Lower Brule Territory 1963 - present

After almost 150 years since the signing of the Fort Sully Treaty, the Lower Brule Sioux Reservation is a checkerboard of lands with several different kinds of ownership: land belonging to the Tribe or tribal members, held in trust by the US government (trust lands, tribal lands, and allotted lands); and land removed from trust and owned outright by tribal and non-tribal individuals (fee lands). The boundaries between the variously classified lands are not marked, making it difficult for persons on the Reservation to determine the ownership status of any given site.

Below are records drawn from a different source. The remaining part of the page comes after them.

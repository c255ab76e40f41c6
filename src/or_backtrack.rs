use crate::cursor::TextCursor;
use crate::parser::{Parsed, Parser};

/// Parser combinator implementing choice with backtracking.
///
/// `or_backtrack(p, q)` first applies `p`; on success its result is
/// returned. On *any* failure — regardless of how much input `p` consumed —
/// `q` is retried from the original starting position. More expensive than
/// [`or`](crate::or::or) but grammar-agnostic.
pub struct OrBacktrack<P1, P2> {
    parser1: P1,
    parser2: P2,
}

impl<P1, P2> OrBacktrack<P1, P2> {
    pub fn new(parser1: P1, parser2: P2) -> Self {
        OrBacktrack { parser1, parser2 }
    }
}

impl<'text, P1, P2, O> Parser<'text> for OrBacktrack<P1, P2>
where
    P1: Parser<'text, Output = O>,
    P2: Parser<'text, Output = O>,
{
    type Output = O;

    fn parse(&self, cursor: TextCursor<'text>) -> Parsed<'text, Self::Output> {
        match self.parser1.parse(cursor) {
            Ok(result) => Ok(result),
            Err(_) => self.parser2.parse(cursor),
        }
    }
}

/// Convenience function to create an OrBacktrack parser
pub fn or_backtrack<'text, P1, P2, O>(parser1: P1, parser2: P2) -> OrBacktrack<P1, P2>
where
    P1: Parser<'text, Output = O>,
    P2: Parser<'text, Output = O>,
{
    OrBacktrack::new(parser1, parser2)
}

/// Extension trait to add .or_backtrack() method support for parsers
pub trait OrBacktrackExt<'text>: Parser<'text> + Sized {
    fn or_backtrack<P>(self, other: P) -> OrBacktrack<Self, P>
    where
        P: Parser<'text, Output = Self::Output>,
    {
        OrBacktrack::new(self, other)
    }
}

impl<'text, P> OrBacktrackExt<'text> for P where P: Parser<'text> {}

#[cfg(test)]
mod tests {
    use super::*;
    use crate::literal::literal;

    #[test]
    fn test_or_backtrack_first_succeeds() {
        let parser = literal("x").or_backtrack(literal("y"));
        assert_eq!(parser.parse_text("x").unwrap(), "x");
    }

    #[test]
    fn test_or_backtrack_retries_after_consumption() {
        let parser = literal("xy").or_backtrack(literal("xz"));
        assert_eq!(parser.parse_text("xy").unwrap(), "xy");
        assert_eq!(parser.parse_text("xz").unwrap(), "xz");
    }

    #[test]
    fn test_or_backtrack_both_fail() {
        let parser = literal("x").or_backtrack(literal("y"));
        assert!(parser.parse_text("z").is_err());
    }

    #[test]
    fn test_or_backtrack_function_syntax() {
        let parser = or_backtrack(literal("ab"), literal("ac"));
        assert_eq!(parser.parse_text("ac").unwrap(), "ac");
    }
}
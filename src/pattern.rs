use regex::Regex;

use crate::cursor::TextCursor;
use crate::error::Failure;
use crate::parser::{Parsed, Parser};

/// Parser that matches a regular expression anchored at the current
/// position and produces the matched slice of the input.
///
/// The match must begin exactly at the cursor; a match further into the
/// remainder does not count. On failure the expectation is the pattern's
/// source text. Build one once and share it — the compiled program lives
/// in the parser value, not in any global state.
pub struct Pattern {
    regex: Regex,
}

impl Pattern {
    /// Wrap an already-compiled regular expression.
    pub fn new(regex: Regex) -> Self {
        Pattern { regex }
    }
}

impl<'text> Parser<'text> for Pattern {
    type Output = &'text str;

    fn parse(&self, cursor: TextCursor<'text>) -> Parsed<'text, Self::Output> {
        let rest = cursor.rest();
        match self.regex.find(rest) {
            Some(found) if found.start() == 0 => {
                Ok((&rest[..found.end()], cursor.advance(found.end())))
            }
            _ => Err(Failure::new(
                cursor.position(),
                self.regex.as_str().to_owned(),
            )),
        }
    }
}

/// Compile `expression` into a [`Pattern`] parser.
///
/// # Panics
///
/// Panics if `expression` is not a valid regular expression — an invalid
/// pattern is a programmer error, not a parse failure. Use
/// [`Pattern::new`] with a pre-built [`Regex`] to handle compilation
/// errors explicitly.
pub fn pattern(expression: &str) -> Pattern {
    match Regex::new(expression) {
        Ok(regex) => Pattern::new(regex),
        Err(error) => panic!("invalid pattern {expression:?}: {error}"),
    }
}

The most urgent priority in this complex cultural landscape has been the return of lost lands. As almost half the property in the Reservation was non-Indian- owned as late as the 1950s, the Lower Brule Sioux Tribe has established an aggressive land re-purchase and consolidation program.  With the Tribe’s long-time Chairman, Michael B. Jandreau, as its strongest advocate, we have regained at least 20% of this land.  We have also recovered several tracts of our aboriginal territory:  93 acres in Oacoma, near one of our old Agency sites; 1,080 acres five miles from the great sacred hill, Bear Butte, near Sturgis; and two ranches of nearly 13,000 acres next to the western boundary of the Reservation.